# ADA Project
## Modeling

## 4. LSTM

In [13]:
import pandas as pd
import numpy as np
from sklearn.preprocessing import MinMaxScaler
from tensorflow.keras.models import Sequential
from tensorflow.keras.layers import LSTM, Dense
from tensorflow.keras.optimizers import Adam
from tensorflow.keras.callbacks import EarlyStopping
from sklearn.metrics import mean_squared_error

# Load and preprocess the data
data = pd.read_csv('../Data/merged_data.csv')
data['timestamp'] = pd.to_datetime(data['timestamp'])
data.set_index('timestamp', inplace=True)
data = data[data['animal-type'] == 'Wolf']

# Define grid search parameters
learning_rates = [1e-4] # use only one low learning rate for LSTM, GRU and LSTM+ to avoid exploding gradients (with higher lr the model would output infinite or nan values)
nodes = [64, 128] # number of nodes from 64 to 128 for LSTM, GRU and LSTM+, because of computational time and to avoid too complex models
layers = [3, 5] # number of layers from 3 to 5 for LSTM, GRU and LSTM+, because of computational time and to avoid too complex models
batch_size = 32
epochs = 10 # due to computational time, I can only train for 10 epochs and 32 batch size (running on a CPU and this code would take hours to run on my machine with higher epochs)
patience = 3
time_steps = 20 # different lags have been tested from 5 to 40 and 20 seems to be the best tradeoff between accuracy and avoiding overfitting

# Prepare a dictionary to store the results for each wolf
results = {}

# Function to create overlapping windows
def create_overlapping_windows(data, time_steps):
    X, Y = [], [] 
    for i in range(len(data) - time_steps):
        X.append(data.iloc[i:i+time_steps].values)
        Y.append(data.iloc[i+time_steps].values)
    return np.array(X), np.array(Y)

# Process each wolf's data
for wolf_id, group in data.groupby('individual-id'):
    print(f"Processing wolf {wolf_id}")
    
    # Create overlapping windows
    X, y = create_overlapping_windows(group[['location-lat', 'location-long']], time_steps)
    
    # Scale the features
    scaler_X = MinMaxScaler(feature_range=(0, 1))
    scaler_y = MinMaxScaler(feature_range=(0, 1))
    X_scaled = scaler_X.fit_transform(X.reshape(-1, 2)).reshape(X.shape)
    y_scaled = scaler_y.fit_transform(y)
    
    # Split the data into training and testing
    n_train = int(0.8 * len(X_scaled))
    X_train_scaled, y_train_scaled = X_scaled[:n_train], y_scaled[:n_train]
    X_test_scaled, y_test_scaled = X_scaled[n_train:], y_scaled[n_train:]
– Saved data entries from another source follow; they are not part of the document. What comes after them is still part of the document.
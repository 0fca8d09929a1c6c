use ndarray::{s, Array2, Axis};
use std::sync::Arc;

use crate::prelude::{
    ProcessingParams, ProcessingStage, StageError, StageMetadata, StageOutput, StageResult,
};
use crate::record::instrument::{ERROR, VERTICAL};
use crate::record::{beam_median, CoordinateFrame, InstrumentFamily, InstrumentRecord};
use crate::telemetry::{QcReason, QcRecorder, WarningLog};

/// Percent-good channel holding four-beam solutions in Earth-frame data.
const FOUR_BEAM_SOLUTIONS: usize = 3;

/// Threshold screening of one instrument's Earth-frame velocities.
#[derive(Debug, Clone, Copy)]
pub struct QualityFilter {
    percent_good_limit: f64,
    error_velocity_limit: f64,
}

impl QualityFilter {
    pub fn new(percent_good_limit: f64, error_velocity_limit: f64) -> Self {
        Self {
            percent_good_limit,
            error_velocity_limit,
        }
    }

    pub fn from_params(params: &ProcessingParams) -> Self {
        Self::new(params.percent_good_limit, params.error_velocity_limit)
    }

    /// Per-bin percent-good: four-beam solutions for data recorded in Earth
    /// coordinates, the beam median for data recorded in beam coordinates.
    pub fn percent_good_scalar(record: &InstrumentRecord) -> Array2<f64> {
        match record.leader.frame {
            CoordinateFrame::Earth => record
                .percent_good
                .index_axis(Axis(2), FOUR_BEAM_SOLUTIONS)
                .to_owned(),
            CoordinateFrame::Beam => beam_median(&record.percent_good),
        }
    }

    /// Bins below the percent-good limit lose all four components.
    pub fn apply_percent_good(&self, record: &mut InstrumentRecord) -> usize {
        let pg = Self::percent_good_scalar(record);
        let mut masked = 0;
        for ((e, b), &value) in pg.indexed_iter() {
            if value < self.percent_good_limit {
                let mut sample = record.velocity.slice_mut(s![e, b, ..]);
                masked += sample.iter().filter(|v| !v.is_nan()).count();
                sample.fill(f64::NAN);
            }
        }
        masked
    }

    /// Samples with |error velocity| above the limit lose east/north/vertical.
    pub fn apply_error_velocity(&self, record: &mut InstrumentRecord) -> usize {
        let mut masked = 0;
        for mut sample in record.velocity.lanes_mut(Axis(2)) {
            if sample[ERROR].abs() > self.error_velocity_limit {
                for comp in 0..=VERTICAL {
                    if !sample[comp].is_nan() {
                        masked += 1;
                    }
                    sample[comp] = f64::NAN;
                }
            }
        }
        masked
    }

    /// Replaces ensembles whose velocities are all exactly zero with NaN.
    ///
    /// Broadband firmware writes such ensembles when a ping fails; the product
    /// and the sum of the values are then both zero.
    pub fn screen_zero_ensembles(record: &mut InstrumentRecord) -> usize {
        if record.leader.family != InstrumentFamily::Broadband {
            return 0;
        }
        let mut screened = 0;
        for mut slab in record.velocity.outer_iter_mut() {
            let mut finite = slab.iter().filter(|v| v.is_finite()).peekable();
            if finite.peek().is_none() {
                continue;
            }
            if finite.all(|&v| v == 0.0) {
                slab.fill(f64::NAN);
                screened += 1;
            }
        }
        screened
    }
}

/// Stage that applies bin masks, threshold filters and garbage screening.
pub struct QualityStage {
    filter: Option<QualityFilter>,
    params: Option<ProcessingParams>,
    recorder: Arc<QcRecorder>,
    logger: WarningLog,
}

impl QualityStage {
    pub fn new(recorder: Arc<QcRecorder>) -> Self {
        Self {
            filter: None,
            params: None,
            recorder,
            logger: WarningLog::new(),
        }
    }
}

impl ProcessingStage for QualityStage {
    fn initialize(&mut self, params: &ProcessingParams) -> StageResult<()> {
        if params.percent_good_limit < 0.0 || params.error_velocity_limit <= 0.0 {
            return Err(StageError::InvalidInput(
                "quality limits must be positive".into(),
            ));
        }
        self.filter = Some(QualityFilter::from_params(params));
        self.params = Some(params.clone());
        Ok(())
    }

    fn execute(&mut self, mut record: InstrumentRecord) -> StageResult<StageOutput> {
        let (filter, params) = match (&self.filter, &self.params) {
            (Some(filter), Some(params)) => (*filter, params),
            _ => return Err(StageError::Internal("quality stage not initialized".into())),
        };
        if record.velocity_frame() != CoordinateFrame::Earth {
            return Err(StageError::InvalidInput(format!(
                "{}: quality screening needs Earth-frame velocity",
                record.leader.serial_number
            )));
        }

        let serial = record.leader.serial_number.clone();
        let mut warnings = Vec::new();

        let mask = if record.leader.is_up() {
            &params.up_bin_mask
        } else {
            &params.down_bin_mask
        };
        if record.leader.blank_distance == 0.0 && mask.is_empty() {
            warnings.push(format!(
                "{}: zero blank after transmit and no bin mask; first bin may be contaminated",
                serial
            ));
        }
        let bin_masked = record.mask_bins(mask);
        self.recorder.record(QcReason::BinMask, bin_masked);

        let zero_ensembles = QualityFilter::screen_zero_ensembles(&mut record);
        if zero_ensembles > 0 {
            warnings.push(format!(
                "{}: {} all-zero ensembles replaced with NaN",
                serial, zero_ensembles
            ));
        }
        self.recorder.record(QcReason::ZeroEnsemble, zero_ensembles);

        let pg_masked = filter.apply_percent_good(&mut record);
        self.recorder.record(QcReason::PercentGood, pg_masked);
        let ev_masked = filter.apply_error_velocity(&mut record);
        self.recorder.record(QcReason::ErrorVelocity, ev_masked);

        if let Some(bt) = record.bottom_track.as_mut() {
            let screened = bt.screen();
            self.recorder
                .record(QcReason::BottomTrackDummy, bt.dummy_count);
            self.recorder.record(QcReason::BottomTrackScreen, screened);
            if bt.dummy_count + screened > 0 {
                warnings.push(format!(
                    "{}: {} bottom-track dummies and {} implausible values replaced with NaN",
                    serial, bt.dummy_count, screened
                ));
            }
        }

        let note = format!(
            "{}: percent-good removed {} samples, error velocity removed {}",
            serial, pg_masked, ev_masked
        );
        self.logger.record(&note);
        Ok(StageOutput {
            record,
            metadata: StageMetadata {
                masked_samples: bin_masked + pg_masked + ev_masked,
                notes: vec![note],
                warnings,
            },
        })
    }

    fn cleanup(&mut self) {
        self.filter = None;
        self.params = None;
    }
}

#[cfg(test)]
mod tests {
    use super::*;
    use crate::record::instrument::{EAST, NORTH};
    use crate::record::{BottomTrack, SENTINEL};
    use crate::testing::earth_record;

    #[test]
    fn error_velocity_above_limit_removes_horizontal_and_vertical() {
        let mut record = earth_record(1, 3, 0.1);
        record.velocity[[0, 0, ERROR]] = 0.6;
        record.velocity[[0, 1, ERROR]] = -0.5;
        record.velocity[[0, 2, ERROR]] = 0.2;

        let masked = QualityFilter::new(50.0, 0.5).apply_error_velocity(&mut record);
        assert_eq!(masked, 3);
        for comp in [EAST, NORTH, VERTICAL] {
            assert!(record.velocity[[0, 0, comp]].is_nan());
            assert!(record.velocity[[0, 1, comp]].is_finite());
            assert!(record.velocity[[0, 2, comp]].is_finite());
        }
        assert_eq!(record.velocity[[0, 0, ERROR]], 0.6);
    }

    #[test]
    fn percent_good_below_limit_removes_all_components() {
        let mut record = earth_record(1, 3, 0.1);
        record.percent_good[[0, 0, FOUR_BEAM_SOLUTIONS]] = 49.9;
        record.percent_good[[0, 1, FOUR_BEAM_SOLUTIONS]] = 50.0;

        let masked = QualityFilter::new(50.0, 0.5).apply_percent_good(&mut record);
        assert_eq!(masked, 4);
        assert!(record.velocity.slice(s![0, 0, ..]).iter().all(|v| v.is_nan()));
        assert!(record.velocity.slice(s![0, 1, ..]).iter().all(|v| v.is_finite()));
    }

    #[test]
    fn beam_frame_percent_good_uses_beam_median() {
        let mut record = earth_record(1, 1, 0.1);
        record.leader.frame = CoordinateFrame::Beam;
        record.percent_good[[0, 0, 0]] = 0.0;
        record.percent_good[[0, 0, 1]] = 10.0;
        record.percent_good[[0, 0, 2]] = 90.0;
        record.percent_good[[0, 0, 3]] = 100.0;
        assert_eq!(QualityFilter::percent_good_scalar(&record)[[0, 0]], 50.0);
    }

    #[test]
    fn zero_ensembles_screened_for_broadband_only() {
        let mut record = earth_record(2, 3, 0.1);
        record.velocity.index_axis_mut(Axis(0), 1).fill(0.0);
        record.velocity[[1, 2, EAST]] = f64::NAN;
        let mut workhorse = record.clone();

        record.leader.family = InstrumentFamily::Broadband;
        assert_eq!(QualityFilter::screen_zero_ensembles(&mut record), 1);
        assert!(record.velocity.index_axis(Axis(0), 1).iter().all(|v| v.is_nan()));
        assert!(record.velocity[[0, 0, EAST]].is_finite());

        assert_eq!(QualityFilter::screen_zero_ensembles(&mut workhorse), 0);
    }

    #[test]
    fn stage_reports_masks_and_bottom_track_dummies() {
        let mut record = earth_record(2, 4, 0.1);
        record.leader.blank_distance = 0.0;
        let mut raw = Array2::from_elem((2, 8), 0.05);
        raw.slice_mut(s![.., 0..4]).fill(30.0);
        raw[[1, 4]] = SENTINEL;
        record.bottom_track = Some(BottomTrack::from_raw(raw).unwrap());

        let recorder = Arc::new(QcRecorder::new());
        let mut stage = QualityStage::new(recorder.clone());
        stage.initialize(&ProcessingParams::default()).unwrap();
        let out = stage.execute(record).unwrap();

        assert_eq!(out.metadata.warnings.len(), 2);
        assert!(out.metadata.warnings[0].contains("zero blank"));
        let qc = recorder.snapshot();
        assert_eq!(qc.bottom_track_dummies, 1);
        assert_eq!(qc.percent_good, 0);
        stage.cleanup();
    }

    #[test]
    fn stage_rejects_unrotated_beam_data() {
        let mut record = earth_record(1, 2, 0.0);
        record.leader.frame = CoordinateFrame::Beam;
        let mut stage = QualityStage::new(Arc::new(QcRecorder::new()));
        stage.initialize(&ProcessingParams::default()).unwrap();
        assert!(matches!(
            stage.execute(record),
            Err(StageError::InvalidInput(_))
        ));
    }
}
use ndarray::{s, Array1, Array2, ArrayView2, Axis};
use serde::{Deserialize, Serialize};

use crate::math::StatsHelper;
use crate::prelude::{StageError, StageResult};
use crate::record::is_sentinel;

/// Channels per bottom-track ensemble: 4 beam ranges then east/north/vertical/error.
pub const BT_CHANNELS: usize = 8;
/// Bottom velocities below this are instrument garbage (m/s).
pub const BT_VELOCITY_FLOOR: f64 = -10.0;

/// Bottom-track ranges (m) and velocities (m/s) with dummies already removed.
#[derive(Debug, Clone, Serialize, Deserialize, PartialEq)]
pub struct BottomTrack {
    data: Array2<f64>,
    /// Sentinel values converted to NaN when the record was read.
    pub dummy_count: usize,
}

impl BottomTrack {
    /// Converts a raw ensemble × 8 array, replacing sentinel values with NaN.
    pub fn from_raw(raw: Array2<f64>) -> StageResult<Self> {
        if raw.ncols() != BT_CHANNELS {
            return Err(StageError::ShapeMismatch {
                channel: "bottom_track",
                expected: vec![raw.nrows(), BT_CHANNELS],
                found: raw.shape().to_vec(),
            });
        }
        let mut track = Self {
            data: raw,
            dummy_count: 0,
        };
        track.mask_sentinels();
        Ok(track)
    }

    /// Converts remaining sentinel values to NaN and adds them to `dummy_count`.
    pub fn mask_sentinels(&mut self) -> usize {
        let mut count = 0;
        self.data.mapv_inplace(|v| {
            if is_sentinel(v) {
                count += 1;
                f64::NAN
            } else {
                v
            }
        });
        self.dummy_count += count;
        count
    }

    pub fn n_ensembles(&self) -> usize {
        self.data.nrows()
    }

    pub fn ranges(&self) -> ArrayView2<'_, f64> {
        self.data.slice(s![.., 0..4])
    }

    pub fn velocity(&self) -> ArrayView2<'_, f64> {
        self.data.slice(s![.., 4..8])
    }

    /// Median of the four beam ranges per ensemble.
    pub fn median_range(&self) -> Array1<f64> {
        self.ranges()
            .outer_iter()
            .map(|row| StatsHelper::nanmedian(row.iter().copied()))
            .collect()
    }

    /// Removes rows with all-zero ranges and velocities below the sanity floor.
    /// Returns the number of samples converted to NaN.
    pub fn screen(&mut self) -> usize {
        let mut removed = 0;
        for mut row in self.data.outer_iter_mut() {
            let ranges = row.slice(s![0..4]);
            let all_zero = ranges.iter().all(|&r| r == 0.0);
            if all_zero {
                removed += row.iter().filter(|v| !v.is_nan()).count();
                row.fill(f64::NAN);
                continue;
            }
            for v in row.slice_mut(s![4..8]).iter_mut() {
                if *v < BT_VELOCITY_FLOOR {
                    *v = f64::NAN;
                    removed += 1;
                }
            }
        }
        removed
    }

    pub fn select(&self, indices: &[usize]) -> Self {
        Self {
            data: self.data.select(Axis(0), indices),
            dummy_count: self.dummy_count,
        }
    }

    /// Builds a track from optional source rows; `None` rows are all NaN.
    pub fn reindex(&self, indices: &[Option<usize>]) -> Self {
        let mut data = Array2::from_elem((indices.len(), BT_CHANNELS), f64::NAN);
        for (mut row, idx) in data.outer_iter_mut().zip(indices) {
            if let Some(i) = idx {
                row.assign(&self.data.row(*i));
            }
        }
        Self {
            data,
            dummy_count: self.dummy_count,
        }
    }

    pub fn concatenate(parts: &[&BottomTrack]) -> StageResult<Self> {
        let views: Vec<_> = parts.iter().map(|p| p.data.view()).collect();
        let data = ndarray::concatenate(Axis(0), &views)
            .map_err(|err| StageError::InvalidInput(format!("bottom track concat: {}", err)))?;
        Ok(Self {
            data,
            dummy_count: parts.iter().map(|p| p.dummy_count).sum(),
        })
    }

    /// An all-missing track for `n` ensembles.
    pub fn empty(n: usize) -> Self {
        Self {
            data: Array2::from_elem((n, BT_CHANNELS), f64::NAN),
            dummy_count: 0,
        }
    }
}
    # Initialize the best score to a high value
    best_score = np.inf
    best_params = {}

    # Grid search for hyperparameters
    for lr in learning_rates:
        for node in nodes:
            for layer in layers:
                # Define the model
                model = Sequential()
                
                model.add(LSTM(node, return_sequences=True, input_shape=(time_steps, 2), activation='relu')) # First LSTM layer
                
                for _ in range(layer - 2): # -2 because first and last layers are already added
                    model.add(LSTM(node, return_sequences=True, activation='relu'))
                model.add(LSTM(node, activation='relu'))  # Last LSTM layer
                
                model.add(Dense(2, activation='linear'))  # Output layer
                
                # Compile the model
                optimizer = Adam(learning_rate=lr, clipvalue=0.1)
                model.compile(loss='mse', optimizer=optimizer)
                
                # Fit the model with early stopping
                early_stopping = EarlyStopping(monitor='val_loss', patience=patience)
                history = model.fit(
                    X_train_scaled, y_train_scaled, 
                    validation_split=0.2,  # Using 20% of the training data for validation
                    epochs=epochs, 
                    batch_size=batch_size, 
                    callbacks=[early_stopping], 
                    verbose=0
                )

                # Evaluate the model on the test data
                score = model.evaluate(X_test_scaled, y_test_scaled, verbose=0)
                print(f"Model with LR: {lr}, Nodes: {node}, Layers: {layer} has MSE: {score}")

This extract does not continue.